Mineral deposition may be initiated by these

changes.

A small change in the concentration of a

constituent can represent a sizable deposition

rate in a geothermal well of high output. For

example, a loss of 1 ppm of calcite or silica from

solution in a 20 cm diameter well producing 100

tons of water per hour would give a deposit about

2 mm thick per day over a 1-m length of pipe.

Deposition rates can be much greater than this.

For example, a well in the Tongonan, Leite,

Philippines, area developed aragonite scale at the

rate of 1 mm/h (R. .B. Glover, personnal

communication). Complete blockages of wells have

occured in a matter of days in severe scaling

situations"


-19-

The experience in New Zealand, in the field of Kawerau

shows that the most satisfactory method for calcite removal

is by mechanical reaming.

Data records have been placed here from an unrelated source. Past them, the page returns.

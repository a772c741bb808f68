use serde::{Deserialize, Serialize};

use crate::traits::TokenUsage;

/// Provider-agnostic streaming event
#[derive(Debug, Clone, PartialEq, Serialize, Deserialize)]
#[serde(tag = "type", rename_all = "snake_case")]
pub enum StreamEvent {
    Reasoning {
        content: String,
    },
    
    Message {
        content: String,
    },
    
    /// Complete function call (Gemini does not stream arguments)
    ToolCall {
        index: u32,
        id: String,
        name: String,
        arguments: String,
    },
    
    /// Grounding citation
    Source {
        id: String,
        url: String,
        #[serde(skip_serializing_if = "Option::is_none")]
        title: Option<String>,
    },
    
    /// Inline file produced by the model
    File {
        mime_type: String,
        data: String,
    },
    
    /// Cumulative token usage reported so far
    Usage {
        usage: TokenUsage,
    },
    
    Done {
        #[serde(skip_serializing_if = "Option::is_none")]
        finish_reason: Option<String>,
    },
}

A Failing rig is used to do this

work and in some cases, full productivity of the well is

regained after the operation has been carried out, as was

the case of PGM-1. This infers that the largest bulk of

calcite formed during production occurs in the well casing.

The frequency of reaming is dependent on the nature of the

system, but in the case of Kawerau, it has been found

necessary to clean most wells anually. Acidification was

also tried once in a well in Kawerau with severe damage

caused to the casing by the action of the acid. This results

from the lack of a sufficiently stable inhibitor, capable of

maintaining its properties at high temperatures for a period

of time long enough to allow the complete removal of calcite

(Mahon, 1981).

In Iceland, in the Svartsengi field, a more sophisticated

rig has been tested to clean the wells from its calcium

carbonate deposits while the well is flowing and discharging

the drill-cuttings. In this case, a WABCO 2000 rig was used

with a Grant rotating head, blow out prevention equipment

and a specially designed apparatus that cools the head's

rubber stripper. The first test of the rig proved that the

proposed work procedure and equipment worked (Arneberg,

1981). Other simpler methods have also been used with

success in Svartsengi and other fields in Iceland.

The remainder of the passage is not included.